Review: The Equalizer

Sadly baring little resemblance to the cult Edward Woodward television series on which it is based, Antoine Fuqua’s The Equalizer is an unsurprising, albeit solidly entertaining watch.

Living a quiet life in New York, spending his days working in a hardware store and his nights reading in a diner, Robert McCall (Denzel Washington) thought he had put his dark past behind him. However, when a young prostitute (Chloe Grace Moretz) is preyed on by Russian gangsters, McCall springs in to action and aims to take them down.

With Washington and his Training Day collaborator Fuqua on board, it is clear that The Equalizer is going to be competent and enjoyable viewing. Fuqua has an impressive eye for action, and screenwriter Richard Wenk knows how to craft an engaging story, but there is still a charm lacking in this streamlined cinematic update.

McCall is a man who likes to read The Old Man and the Sea and make vague comparisons between it and his life. He likes to read at the same diner every night bringing his own teabag. He is a lone-soul, a widow. He becomes a father figure to a young prostitute.

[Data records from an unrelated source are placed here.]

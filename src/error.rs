#![allow(dead_code)] // Init and the per-peripheral variants are reserved for typed adapter returns

//! Unified error types for the droid control core.
//!
//! A single `Error` enum that every subsystem can convert into, keeping the
//! top-level control loop's error handling uniform.  All variants are `Copy`
//! so they can be cheaply passed through the command dispatcher without
//! allocation.

use core::fmt;

use crate::app::ports::StoreError;

// ---------------------------------------------------------------------------
// Top-level control-core error
// ---------------------------------------------------------------------------

/// Every fallible operation in the control core funnels into this type.
#[derive(Debug, Clone, Copy, PartialEq, Eq)]
pub enum Error {
    /// A servo or light output could not be driven.
    Actuator(ActuatorError),
    /// The calibration store failed.
    Store(StoreError),
    /// A gateway command could not be applied.
    Command(CommandError),
    /// Peripheral initialisation failed.
    Init(&'static str),
}

impl fmt::Display for Error {
    fn fmt(&self, f: &mut fmt::Formatter<'_>) -> fmt::Result {
        match self {
            Self::Actuator(e) => write!(f, "actuator: {e}"),
            Self::Store(e) => write!(f, "store: {e}"),
            Self::Command(e) => write!(f, "command: {e}"),
            Self::Init(msg) => write!(f, "init: {msg}"),
        }
    }
}

// ---------------------------------------------------------------------------
// Actuator errors
// ---------------------------------------------------------------------------

#[derive(Debug, Clone, Copy, PartialEq, Eq)]
pub enum ActuatorError {
    /// I2C write to the PWM expander failed.
    I2cWriteFailed,
    /// Requested channel is outside the expander's range.
    InvalidChannel(u8),
    /// Display transfer failed.
    DisplayWriteFailed,
}

impl fmt::Display for ActuatorError {
    fn fmt(&self, f: &mut fmt::Formatter<'_>) -> fmt::Result {
        match self {
            Self::I2cWriteFailed => write!(f, "I2C write failed"),
            Self::InvalidChannel(ch) => write!(f, "invalid channel {ch}"),
            Self::DisplayWriteFailed => write!(f, "display write failed"),
        }
    }
}

impl From<ActuatorError> for Error {
    fn from(e: ActuatorError) -> Self {
        Self::Actuator(e)
    }
}

// ---------------------------------------------------------------------------
// Command errors
// ---------------------------------------------------------------------------

#[derive(Debug, Clone, Copy, PartialEq, Eq)]
pub enum CommandError {
    /// The command queue producer found the queue full.
    QueueFull,
    /// A degree argument fell outside the accepted user range.
    DegreeOutOfRange,
}

impl fmt::Display for CommandError {
    fn fmt(&self, f: &mut fmt::Formatter<'_>) -> fmt::Result {
        match self {
            Self::QueueFull => write!(f, "queue full"),
            Self::DegreeOutOfRange => write!(f, "degree out of range"),
        }
    }
}

impl From<CommandError> for Error {
    fn from(e: CommandError) -> Self {
        Self::Command(e)
    }
}

impl From<StoreError> for Error {
    fn from(e: StoreError) -> Self {
        Self::Store(e)
    }
}

impl std::error::Error for Error {}

// ---------------------------------------------------------------------------
// Convenience Result alias
// ---------------------------------------------------------------------------

/// Core-wide `Result` alias.
pub type Result<T> = core::result::Result<T, Error>;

All attempts to build character, but these mostly feel contrived and unnecessary, with the revenge/street-justice elements that filled the original show playing second fiddle to crafting a dynamic between McCall and his young friend. It is not mind-blowingly dull, but neither is it particularly exciting. Fortunatey some strong action scenes and a cat-and-mouse development in the narrative keep things ticking along outside of the hefty attempts at character development.

It is the final scenes in Richard Wenk’s screenplay thatare perhaps the most satisfying and exciting of the feature. What could be described as a Home Depot (or B&Q to us Brits) bloodbath sees Fuqua hammer home the ultra-violent tone of the The Equalizer with an inventive, albeit somewhat joyfully derivative killing spree. Here we are presented with action which is refreshingly violent for a 15 rated mainstream release – with Russian goons being hanged with barb-wire nooses and having their cranium’s blasted with power-tools. This conclusion (and the sequence which follows) is inventively staged and suspensefully shot, where Washington is ever the smooth action hero.

However, part of the appeal of the original gritty CBS series was that it put much-loved character actor Edward Woodward in the role – a somewhat surprising move. The cinematic update removes all this surprise and casts Washington, an actor who undeniably carries the film with ease – but is simply a bland choice. Perhaps a more established character actor (in the vein of Woodward) might have made a more exciting choice – Tom Wilkinson, Michael Keaton, Gary Cole, Stellan Skarsgard perhaps? Not names on the same billing par as Washington, but more fitting with the classic style of The Equalizer. But sadly, there is nothing classic or nostalgic about this update – the joyously pulpy synths of the original theme are traded for a glossy number featuring Eminem and Sia.

Stripping away much of the fun of its namesake, The Equalizer is all a bit too safe and unsurprising. Both Washington’s natural charm and Fuqua’s steady direction carry the film solidly – but you knew that already.